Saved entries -
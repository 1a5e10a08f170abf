//! Transport Configuration
//!
//! Configuration types for selecting and configuring transport strategies.

use std::fmt;
use std::str::FromStr;
use std::time::Duration;

use serde::{Deserialize, Serialize};

use super::traits::TransportStrategy;

/// Default streaming endpoint of the audit service
///
/// The endpoint must speak plain WebSocket text frames carrying the
/// `{"event", "data"}` envelope. Socket.IO servers (Engine.IO framing under
/// `/socket.io/`) are not supported: their handshake at this path fails, and
/// the selector logs a warning and polls for the rest of the process. Set
/// `stream_url = ""` or `strategy = "polling"` for such services.
pub const DEFAULT_STREAM_URL: &str = "ws://127.0.0.1:5000/ws";

/// Default HTTP base of the audit service (the audit route is appended)
pub const DEFAULT_HTTP_BASE: &str = "http://127.0.0.1:5000";

/// Default connection timeout in milliseconds
pub const DEFAULT_CONNECT_TIMEOUT_MS: u64 = 5000;

/// Which strategy to start in
#[derive(Clone, Copy, Debug, Default, PartialEq, Eq, Serialize, Deserialize)]
#[serde(rename_all = "lowercase")]
pub enum StrategyPreference {
    /// Streaming when an endpoint is configured, falling back to polling
    #[default]
    Auto,
    /// Streaming, still falling back to polling on handshake failure
    Streaming,
    /// Polling only; streaming is never attempted
    Polling,
}

impl StrategyPreference {
    /// Lowercase name
    #[must_use]
    pub fn as_str(&self) -> &'static str {
        match self {
            Self::Auto => "auto",
            Self::Streaming => "streaming",
            Self::Polling => "polling",
        }
    }
}

impl fmt::Display for StrategyPreference {
    fn fmt(&self, f: &mut fmt::Formatter<'_>) -> fmt::Result {
        f.write_str(self.as_str())
    }
}

impl FromStr for StrategyPreference {
    type Err = String;

    fn from_str(s: &str) -> Result<Self, Self::Err> {
        match s.trim().to_lowercase().as_str() {
            "auto" | "" => Ok(Self::Auto),
            other => match other.parse::<TransportStrategy>() {
                Ok(TransportStrategy::Streaming) => Ok(Self::Streaming),
                Ok(TransportStrategy::Polling) => Ok(Self::Polling),
                Err(_) => Err(format!(
                    "unknown transport '{other}' (expected auto, streaming or polling)"
                )),
            },
        }
    }
}

/// Transport configuration
#[derive(Clone, Debug, PartialEq, Eq, Serialize, Deserialize)]
pub struct TransportConfig {
    /// Which strategy to start in
    pub strategy: StrategyPreference,

    /// Streaming endpoint (`None` disables streaming)
    pub stream_url: Option<String>,

    /// HTTP base for the polling strategy
    pub http_base: String,

    /// Connection timeout in milliseconds
    ///
    /// Bounds the streaming handshake and the polling connect phase.
    pub connect_timeout_ms: u64,
}

impl Default for TransportConfig {
    fn default() -> Self {
        Self {
            strategy: StrategyPreference::Auto,
            stream_url: Some(DEFAULT_STREAM_URL.to_string()),
            http_base: DEFAULT_HTTP_BASE.to_string(),
            connect_timeout_ms: DEFAULT_CONNECT_TIMEOUT_MS,
        }
    }
}

impl TransportConfig {
    /// Create configuration that never attempts streaming
    #[must_use]
    pub fn polling(http_base: impl Into<String>) -> Self {
        Self {
            strategy: StrategyPreference::Polling,
            stream_url: None,
            http_base: http_base.into(),
            ..Default::default()
        }
    }

    /// Connection timeout as a duration
    #[must_use]
    pub fn connect_timeout(&self) -> Duration {
        Duration::from_millis(self.connect_timeout_ms)
    }

    /// Strategy the selector starts in
    #[must_use]
    pub fn initial_strategy(&self) -> TransportStrategy {
        match (self.strategy, self.streaming_endpoint()) {
            (StrategyPreference::Polling, _) | (_, None) => TransportStrategy::Polling,
            (_, Some(_)) => TransportStrategy::Streaming,
        }
    }

    /// Streaming endpoint, ignoring blank values
    #[must_use]
    pub fn streaming_endpoint(&self) -> Option<&str> {
        self.stream_url
            .as_deref()
            .map(str::trim)
            .filter(|url| !url.is_empty())
    }

    /// Full URL of the polling audit route
    #[must_use]
    pub fn audit_endpoint(&self) -> String {
        let base = self.http_base.trim().trim_end_matches('/');
        if base.ends_with("/audit") {
            base.to_string()
        } else {
            format!("{base}/audit")
        }
    }
}
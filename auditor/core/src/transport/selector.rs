//! Transport Selection
//!
//! Explicit two-state selector: `Streaming` or `Polling`. The state is
//! decided once from configuration and can only ever move from streaming to
//! polling, when the streaming handshake fails. That move is permanent for
//! the life of the process; the streaming channel is dropped and never
//! attempted again.

use crate::request::AuditRequest;

use super::traits::{AuditTransport, EventStream, TransportError, TransportStrategy};

/// Picks the transport serving each attempt
pub struct TransportSelector {
    streaming: Option<Box<dyn AuditTransport>>,
    polling: Box<dyn AuditTransport>,
    selection: TransportStrategy,
    fell_back: bool,
    active: Option<TransportStrategy>,
}

impl TransportSelector {
    /// Create a selector that starts in streaming when a streaming transport
    /// is given, polling otherwise
    #[must_use]
    pub fn new(
        streaming: Option<Box<dyn AuditTransport>>,
        polling: Box<dyn AuditTransport>,
    ) -> Self {
        let selection = if streaming.is_some() {
            TransportStrategy::Streaming
        } else {
            TransportStrategy::Polling
        };
        Self {
            streaming,
            polling,
            selection,
            fell_back: false,
            active: None,
        }
    }

    /// Create a selector that only ever polls
    #[must_use]
    pub fn polling_only(polling: Box<dyn AuditTransport>) -> Self {
        Self::new(None, polling)
    }

    /// Strategy the next attempt will use
    #[must_use]
    pub fn selection(&self) -> TransportStrategy {
        self.selection
    }

    /// Whether streaming has been given up for this process
    #[must_use]
    pub fn has_fallen_back(&self) -> bool {
        self.fell_back
    }

    /// Start the request on the selected transport
    ///
    /// A streaming handshake failure switches the selector to polling for
    /// good and serves this request through polling.
    ///
    /// # Errors
    ///
    /// Returns the polling transport's error, or a non-handshake streaming
    /// error.
    pub async fn start(
        &mut self,
        request: &AuditRequest,
    ) -> Result<(TransportStrategy, EventStream), TransportError> {
        if self.selection == TransportStrategy::Streaming {
            if let Some(streaming) = self.streaming.as_mut() {
                // Set before awaiting so a cancelled start can still be abandoned
                self.active = Some(TransportStrategy::Streaming);
                match streaming.start(request).await {
                    Ok(events) => {
                        return Ok((TransportStrategy::Streaming, events));
                    }
                    Err(e) if e.is_handshake_failure() => {
                        tracing::warn!(
                            error = %e,
                            "Streaming handshake failed; falling back to polling for this session"
                        );
                        self.streaming = None;
                        self.selection = TransportStrategy::Polling;
                        self.fell_back = true;
                    }
                    Err(e) => return Err(e),
                }
            } else {
                self.selection = TransportStrategy::Polling;
            }
        }

        self.active = Some(TransportStrategy::Polling);
        let events = self.polling.start(request).await?;
        Ok((TransportStrategy::Polling, events))
    }

    /// Abandon the in-flight request on whichever transport served it
    pub fn abandon(&mut self) {
        match self.active.take() {
            Some(TransportStrategy::Streaming) => {
                if let Some(streaming) = self.streaming.as_mut() {
                    streaming.abandon();
                }
            }
            Some(TransportStrategy::Polling) => self.polling.abandon(),
            None => {}
        }
    }
}
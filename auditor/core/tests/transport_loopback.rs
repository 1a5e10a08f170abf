//! Loopback tests for the network transports
//!
//! A real WebSocket service (tokio-tungstenite, server side) and a minimal
//! HTTP responder run on loopback ports; the driver is built from
//! configuration exactly as the CLI builds it.

#![cfg(feature = "websocket")]

use std::time::Duration;

use futures::{SinkExt, StreamExt};
use serde_json::{json, Value};
use tokio::io::{AsyncReadExt, AsyncWriteExt};
use tokio::net::TcpListener;
use tokio::sync::mpsc;
use tokio_tungstenite::accept_async;
use tokio_tungstenite::tungstenite::Message;

use auditor_core::transport::create_selector;
use auditor_core::{
    AttemptOutcome, AuditDriver, AuditMode, Category, SessionUpdate, TransportConfig,
    TransportStrategy,
};

/// Streaming service answering every `start_audit` with progress and a report
async fn streaming_service() -> String {
    let listener = TcpListener::bind("127.0.0.1:0").await.unwrap();
    let addr = listener.local_addr().unwrap();

    tokio::spawn(async move {
        while let Ok((socket, _)) = listener.accept().await {
            tokio::spawn(async move {
                let mut ws = accept_async(socket).await.unwrap();
                while let Some(Ok(message)) = ws.next().await {
                    let Message::Text(text) = message else { continue };
                    let frame: Value = serde_json::from_str(&text).unwrap();
                    if frame["event"] != "start_audit" {
                        continue;
                    }
                    let url = frame["data"]["url"].clone();
                    let replies = [
                        json!({"event": "audit_progress", "data": {"progress": 30, "message": "Scanning pages"}}),
                        json!({"event": "audit_progress", "data": {"progress": 70, "message": "Analyzing security"}}),
                        json!({"event": "audit_complete", "data": {
                            "url": url,
                            "overall": {"score": 82},
                            "security": {"score": 90, "ssl_valid": true, "issues": []},
                        }}),
                    ];
                    for reply in replies {
                        ws.send(Message::Text(reply.to_string())).await.unwrap();
                    }
                }
            });
        }
    });

    format!("ws://{addr}/ws")
}

/// HTTP responder answering every request with the same JSON body
async fn polling_service(body: &'static str) -> String {
    let listener = TcpListener::bind("127.0.0.1:0").await.unwrap();
    let addr = listener.local_addr().unwrap();

    tokio::spawn(async move {
        while let Ok((mut socket, _)) = listener.accept().await {
            tokio::spawn(async move {
                let mut buf = vec![0u8; 8192];
                let mut seen = Vec::new();
                loop {
                    let Ok(n) = socket.read(&mut buf).await else { return };
                    seen.extend_from_slice(&buf[..n]);
                    if n == 0 || String::from_utf8_lossy(&seen).contains("\"mode\"") {
                        break;
                    }
                }
                let response = format!(
                    "HTTP/1.1 200 OK\r\nContent-Type: application/json\r\nContent-Length: {}\r\nConnection: close\r\n\r\n{body}",
                    body.len()
                );
                socket.write_all(response.as_bytes()).await.ok();
                socket.shutdown().await.ok();
            });
        }
    });

    format!("http://{addr}")
}

/// Plain HTTP server that answers every request with 404, like a Socket.IO
/// service asked for a raw WebSocket path
async fn not_found_service() -> String {
    let listener = TcpListener::bind("127.0.0.1:0").await.unwrap();
    let addr = listener.local_addr().unwrap();

    tokio::spawn(async move {
        while let Ok((mut socket, _)) = listener.accept().await {
            tokio::spawn(async move {
                let mut buf = vec![0u8; 4096];
                let mut seen = Vec::new();
                loop {
                    let Ok(n) = socket.read(&mut buf).await else { return };
                    seen.extend_from_slice(&buf[..n]);
                    if n == 0 || seen.windows(4).any(|w| w == b"\r\n\r\n") {
                        break;
                    }
                }
                let body = "Not Found";
                let response = format!(
                    "HTTP/1.1 404 NOT FOUND\r\nContent-Length: {}\r\nConnection: close\r\n\r\n{body}",
                    body.len()
                );
                socket.write_all(response.as_bytes()).await.ok();
                socket.shutdown().await.ok();
            });
        }
    });

    addr.to_string()
}

async fn closed_port() -> String {
    let listener = TcpListener::bind("127.0.0.1:0").await.unwrap();
    let addr = listener.local_addr().unwrap();
    drop(listener);
    addr.to_string()
}

#[tokio::test]
async fn test_streaming_audit_end_to_end() {
    let config = TransportConfig {
        stream_url: Some(streaming_service().await),
        http_base: format!("http://{}", closed_port().await),
        ..Default::default()
    };
    let (tx, mut rx) = mpsc::unbounded_channel();
    let mut driver = AuditDriver::new(create_selector(&config).unwrap(), Duration::from_secs(10), tx);

    let outcome = driver.run_attempt("example.com", AuditMode::Desktop).await.unwrap();
    assert_eq!(outcome, AttemptOutcome::Succeeded);

    let rendered = driver.rendered().unwrap();
    assert_eq!(rendered.summary.url, "example.com");
    assert_eq!(rendered.category(Category::Overall).unwrap().score, "82%");

    let mut progress = Vec::new();
    while let Ok(update) = rx.try_recv() {
        if let SessionUpdate::Progress { display, .. } = update {
            progress.push(display.percent);
        }
    }
    assert_eq!(progress, vec![Some(30), Some(70)]);

    // The connection is reused for the next attempt
    let outcome = driver.run_attempt("example.org", AuditMode::Mobile).await.unwrap();
    assert_eq!(outcome, AttemptOutcome::Succeeded);
    assert_eq!(driver.rendered().unwrap().summary.url, "example.org");
    assert_eq!(driver.selection(), TransportStrategy::Streaming);
}

#[tokio::test]
async fn test_unreachable_streaming_falls_back_to_polling() {
    let config = TransportConfig {
        stream_url: Some(format!("ws://{}/ws", closed_port().await)),
        http_base: polling_service(r#"{"overall": {"score": 64}, "seo": {"issues": ["Title missing"]}}"#)
            .await,
        connect_timeout_ms: 2000,
        ..Default::default()
    };
    let (tx, mut rx) = mpsc::unbounded_channel();
    let mut driver = AuditDriver::new(create_selector(&config).unwrap(), Duration::from_secs(10), tx);

    let outcome = driver.run_attempt("example.com", AuditMode::Desktop).await.unwrap();
    assert_eq!(outcome, AttemptOutcome::Succeeded);
    assert_eq!(driver.selection(), TransportStrategy::Polling);

    let mut saw_indeterminate = false;
    while let Ok(update) = rx.try_recv() {
        if let SessionUpdate::Progress { display, .. } = update {
            saw_indeterminate |= display.percent.is_none();
        }
    }
    assert!(saw_indeterminate);

    let rendered = driver.rendered().unwrap();
    assert_eq!(rendered.summary.grade, "D");
    assert_eq!(rendered.summary.issue_count, 1);
}

#[tokio::test]
async fn test_non_websocket_service_falls_back_to_polling() {
    let config = TransportConfig {
        stream_url: Some(format!("ws://{}/ws", not_found_service().await)),
        http_base: polling_service(r#"{"overall": {"score": 91}}"#).await,
        connect_timeout_ms: 2000,
        ..Default::default()
    };
    assert_eq!(config.initial_strategy(), TransportStrategy::Streaming);

    let (tx, _rx) = mpsc::unbounded_channel();
    let mut driver = AuditDriver::new(create_selector(&config).unwrap(), Duration::from_secs(10), tx);

    let outcome = driver.run_attempt("example.com", AuditMode::Desktop).await.unwrap();
    assert_eq!(outcome, AttemptOutcome::Succeeded);
    assert_eq!(driver.selection(), TransportStrategy::Polling);
    assert_eq!(driver.rendered().unwrap().summary.grade, "A");
}
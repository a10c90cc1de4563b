//! # FileVault Client Library
//!
//! Async client for the FileVault daemon. A [`Client`] wraps one TCP
//! connection and exposes each request type as a method:
//!
//! ```rust,no_run
//! use client::Client;
//!
//! # #[tokio::main]
//! # async fn main() -> client::Result<()> {
//! let mut client = Client::connect("127.0.0.1:16239").await?;
//! client.login("tester", "secret").await?;
//! client.upload("public/new.txt", b"hello".to_vec()).await?;
//! let data = client.download("public/new.txt").await?;
//! assert_eq!(data, b"hello");
//! # Ok(())
//! # }
//! ```
//!
//! `ERROR` responses surface as [`ClientError::Failed`] and `ACCESS_DENIED`
//! as [`ClientError::Denied`]; the connection stays usable after either.

pub mod client;
pub mod error;

pub use client::{Client, ClientConfig, DEFAULT_CONNECT_TIMEOUT};
pub use error::{ClientError, Result};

INSTRUCTIONS FOR THE TASK -
Reproduce the entries exactly, but only from their first line to the line holding "frames carrying the", with that last line kept.

TASK RESPONSE -
repository 1a5e10a08f170abf
//! Transport Configuration
//!
//! Configuration types for selecting and configuring transport strategies.

use std::fmt;
use std::str::FromStr;
use std::time::Duration;

use serde::{Deserialize, Serialize};

use super::traits::TransportStrategy;

/// Default streaming endpoint of the audit service
///
/// The endpoint must speak plain WebSocket text frames carrying the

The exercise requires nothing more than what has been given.